During start-up operations, it is necessary to prevent carbon dioxide solidification outside the controlled freezing zone while the tower is cooled to operating temperatures. Currently, cryogenic distillation processes are started by using an essentially pure methane feedstream or by injecting small quantities of propane, heavier hydrocarbon or methanol into the system. The liquid reflux generated during start-up using the pure methane feedstream does not contain any carbon dioxide, while the presence of hydrocarbons including propane or methanol suppresses the solidification of any carbon dioxide present in the generated liquid reflux.
Cryogenic distillation utilizing a controlled freezing zone may be desirable at locations where pure methane, propane or methanol are unavailable. One such location would be a remote field where a cryogenic distillation could be used to generate fuel gas. Therefore, the need exists to provide a method and apparatus to start-up a cryogenic distillation process utilizing a controlled freezing zone without the need for pure methane or other additives used in start-up to suppress carbon dioxide solidification. The need for an ultra pure product produced with relaxed control standards also exists.

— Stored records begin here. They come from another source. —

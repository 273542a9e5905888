use serde::{Deserialize, Serialize};
use std::path::{Path, PathBuf};

use crate::error::{BabelsyncError, Result};

/// Environment variable overriding the translation service API key.
pub const ENV_TRANSCRIPTION_API_KEY: &str = "BABELSYNC_TRANSCRIPTION_API_KEY";
/// Environment variable overriding the sync service API key.
pub const ENV_SYNC_API_KEY: &str = "BABELSYNC_SYNC_API_KEY";

/// Config file looked up in the current directory when no path is given.
pub const DEFAULT_CONFIG_FILE: &str = "babelsync.toml";

#[derive(Debug, Clone, Serialize, Deserialize)]
pub struct Config {
    pub translate: TranslateConfig,
    pub sync: SyncConfig,
    pub poll: PollConfig,
    pub results: ResultsConfig,
}

#[derive(Debug, Clone, Serialize, Deserialize)]
pub struct TranslateConfig {
    /// Base URL of the transcription/translation service
    pub endpoint: String,
    /// API key for the transcription/translation service
    pub api_key: String,
    /// Model used for speech transcription
    pub transcription_model: String,
    /// Model used for transcript translation
    pub translation_model: String,
    /// Request timeout in seconds
    pub request_timeout_secs: u64,
}

#[derive(Debug, Clone, Serialize, Deserialize)]
pub struct SyncConfig {
    /// Base URL of the voice-clone/lip-sync service
    pub endpoint: String,
    /// API key for the voice-clone/lip-sync service
    pub api_key: String,
    /// Lip-sync model used for rendering
    pub lipsync_model: String,
    /// TTS model used to synthesize the translated speech
    pub tts_model: String,
    /// Voice to clone; the service default voice when omitted
    pub voice_id: Option<String>,
    /// How generated audio is fitted to the video duration
    pub sync_mode: SyncMode,
    /// Request timeout in seconds
    pub request_timeout_secs: u64,
}

/// Strategy the sync service applies when the generated audio and the video
/// differ in duration.
#[derive(Debug, Clone, Copy, PartialEq, Eq, Serialize, Deserialize)]
#[serde(rename_all = "snake_case")]
pub enum SyncMode {
    Loop,
    Bounce,
    CutOff,
    Silence,
    Remap,
}

impl SyncMode {
    pub fn as_str(&self) -> &'static str {
        match self {
            Self::Loop => "loop",
            Self::Bounce => "bounce",
            Self::CutOff => "cut_off",
            Self::Silence => "silence",
            Self::Remap => "remap",
        }
    }

    pub fn parse(raw: &str) -> Result<Self> {
        match raw.to_lowercase().as_str() {
            "loop" => Ok(Self::Loop),
            "bounce" => Ok(Self::Bounce),
            "cut_off" => Ok(Self::CutOff),
            "silence" => Ok(Self::Silence),
            "remap" => Ok(Self::Remap),
            other => Err(BabelsyncError::Config(format!(
                "Invalid sync mode '{}'. Valid modes: loop, bounce, cut_off, silence, remap",
                other
            ))),
        }
    }
}

#[derive(Debug, Clone, Serialize, Deserialize)]
pub struct PollConfig {
    /// Seconds to wait between job status queries
    pub interval_secs: u64,
    /// Maximum number of status queries before the run is declared timed out
    pub max_attempts: u32,
}

#[derive(Debug, Clone, Serialize, Deserialize)]
pub struct ResultsConfig {
    /// Path of the JSON file completed runs are recorded in
    pub path: PathBuf,
}

impl Default for Config {
    fn default() -> Self {
        Self {
            translate: TranslateConfig {
                endpoint: "https://api.openai.com".to_string(),
                api_key: String::new(),
                transcription_model: "whisper-1".to_string(),
                translation_model: "gpt-3.5-turbo".to_string(),
                request_timeout_secs: 300,
            },
            sync: SyncConfig {
                endpoint: "https://api.sync.so".to_string(),
                api_key: String::new(),
                lipsync_model: "lipsync-2".to_string(),
                tts_model: "eleven_multilingual_v2".to_string(),
                voice_id: None,
                sync_mode: SyncMode::Bounce,
                request_timeout_secs: 120,
            },
            poll: PollConfig {
                interval_secs: 10,
                max_attempts: 90,
            },
            results: ResultsConfig {
                path: PathBuf::from("babelsync_results.json"),
            },
        }
    }
}

impl Config {
    pub fn from_file<P: AsRef<Path>>(path: P) -> Result<Self> {
        let content = std::fs::read_to_string(path)
            .map_err(|e| BabelsyncError::Config(format!("Failed to read config file: {}", e)))?;

        toml::from_str(&content)
            .map_err(|e| BabelsyncError::Config(format!("Failed to parse config file: {}", e)))
    }

    pub fn save_to_file<P: AsRef<Path>>(&self, path: P) -> Result<()> {
        let content = toml::to_string_pretty(self)
            .map_err(|e| BabelsyncError::Config(format!("Failed to serialize config: {}", e)))?;

        std::fs::write(path, content)
            .map_err(|e| BabelsyncError::Config(format!("Failed to write config file: {}", e)))?;

        Ok(())
    }

    /// Load configuration: explicit path if given, `babelsync.toml` in the
    /// current directory if present, built-in defaults otherwise. API keys
    /// from the environment take precedence over the file.
    pub fn load(path: Option<&Path>) -> Result<Self> {
        let mut config = match path {
            Some(path) => Self::from_file(path)?,
            None => {
                if Path::new(DEFAULT_CONFIG_FILE).exists() {
                    Self::from_file(DEFAULT_CONFIG_FILE)?
                } else {
                    Self::default()
                }
            }
        };

        config.apply_env_overrides();
        Ok(config)
    }

    /// Pick up API keys from the environment.
    pub fn apply_env_overrides(&mut self) {
        if let Ok(key) = std::env::var(ENV_TRANSCRIPTION_API_KEY) {
            if !key.is_empty() {
                self.translate.api_key = key;
            }
        }
        if let Ok(key) = std::env::var(ENV_SYNC_API_KEY) {
            if !key.is_empty() {
                self.sync.api_key = key;
            }
        }
    }

    /// Verify that both credentials are present. Called before any network
    /// activity so missing keys fail fast.
    pub fn validate_credentials(&self) -> Result<()> {
        self.translate.validate_api_key()?;
        self.sync.validate_api_key()
    }
}

impl TranslateConfig {
    /// Verify the translation service credential is present.
    pub fn validate_api_key(&self) -> Result<()> {
        if self.api_key.trim().is_empty() {
            return Err(BabelsyncError::Config(format!(
                "Translation API key is not set. Add translate.api_key to the config file or set {}",
                ENV_TRANSCRIPTION_API_KEY
            )));
        }
        Ok(())
    }
}

impl SyncConfig {
    /// Verify the sync service credential is present.
    pub fn validate_api_key(&self) -> Result<()> {
        if self.api_key.trim().is_empty() {
            return Err(BabelsyncError::Config(format!(
                "Sync API key is not set. Add sync.api_key to the config file or set {}",
                ENV_SYNC_API_KEY
            )));
        }
        Ok(())
    }
}

#[cfg(test)]
mod tests {
    use super::*;

    #[test]
    fn test_default_config_poll_budget() {
        let config = Config::default();
        assert_eq!(config.poll.interval_secs, 10);
        assert_eq!(config.poll.max_attempts, 90);
        assert_eq!(config.sync.sync_mode, SyncMode::Bounce);
    }

    #[test]
    fn test_config_toml_round_trip() {
        let config = Config::default();
        let toml_text = toml::to_string_pretty(&config).unwrap();
        let parsed: Config = toml::from_str(&toml_text).unwrap();
        assert_eq!(parsed.translate.transcription_model, "whisper-1");
        assert_eq!(parsed.sync.lipsync_model, "lipsync-2");
        assert_eq!(parsed.results.path, PathBuf::from("babelsync_results.json"));
    }

    #[test]
    fn test_sync_mode_parse() {
        assert_eq!(SyncMode::parse("bounce").unwrap(), SyncMode::Bounce);
        assert_eq!(SyncMode::parse("CUT_OFF").unwrap(), SyncMode::CutOff);
        assert!(SyncMode::parse("stretch").is_err());
    }

    #[test]
    fn test_validate_credentials_requires_both_keys() {
        let mut config = Config::default();
        assert!(config.validate_credentials().is_err());

        config.translate.api_key = "tk-123".to_string();
        assert!(config.validate_credentials().is_err());

        config.sync.api_key = "sk-456".to_string();
        assert!(config.validate_credentials().is_ok());
    }

    #[test]
    fn test_section_api_key_checks_name_their_env_var() {
        let config = Config::default();

        let err = config.sync.validate_api_key().unwrap_err();
        assert!(err.to_string().contains(ENV_SYNC_API_KEY));

        let err = config.translate.validate_api_key().unwrap_err();
        assert!(err.to_string().contains(ENV_TRANSCRIPTION_API_KEY));
    }

    #[test]
    fn test_env_overrides_take_precedence() {
        let mut config = Config::default();
        config.translate.api_key = "file-key".to_string();

        unsafe {
            std::env::set_var(ENV_TRANSCRIPTION_API_KEY, "env-key");
        }
        config.apply_env_overrides();
        unsafe {
            std::env::remove_var(ENV_TRANSCRIPTION_API_KEY);
        }

        assert_eq!(config.translate.api_key, "env-key");
    }

    #[test]
    fn test_save_and_reload() {
        let dir = tempfile::tempdir().unwrap();
        let path = dir.path().join("babelsync.toml");

        let mut config = Config::default();
        config.sync.voice_id = Some("21m00Tcm4TlvDq8ikWAM".to_string());
        config.save_to_file(&path).unwrap();

        let reloaded = Config::from_file(&path).unwrap();
        assert_eq!(
            reloaded.sync.voice_id.as_deref(),
            Some("21m00Tcm4TlvDq8ikWAM")
        );
    }
}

This invention relates generally to the start-up process of a cryogenic distillation column with a controlled freezing zone using methane feed containing acid gases and after start-up the further purification of the product stream. Specifically, the method of the invention supplements cryogenic distillation. The first step is stripping or removing the acid gas components from the upper distillation zone overhead stream. The second step is refluxing the stream stripped of acid gases to the cryogenic distillation column during start-up of the column. Another related process of the invention is stripping the acid gas components from the vapor phase of the upper distillation zone overhead stream to produce ultra pure product during operation after start-up.
Another process of the invention is transforming the cryogenic distillation column from start-up conditions to operating conditions. The method of the related process has multiple steps. The first step is stripping or removing the acid gas components from the upper distillation zone overhead stream. The second step is refluxing the stream stripped of acid gases to the cryogenic distillation column during start-up of the column. These steps are continuously repeated until the cryogenic distillation column approaches operating conditions. The next step is to redirect the upper distillation zone overhead stream from the stripping apparatus to a separator. In the separator the upper distillation zone overhead stream is divided into vapor and liquid components. The next step is stripping or removing the acid gas components from the vapor component of the overhead stream. The final step is refluxing or returning the liquid component of the overhead stream to the distillation column.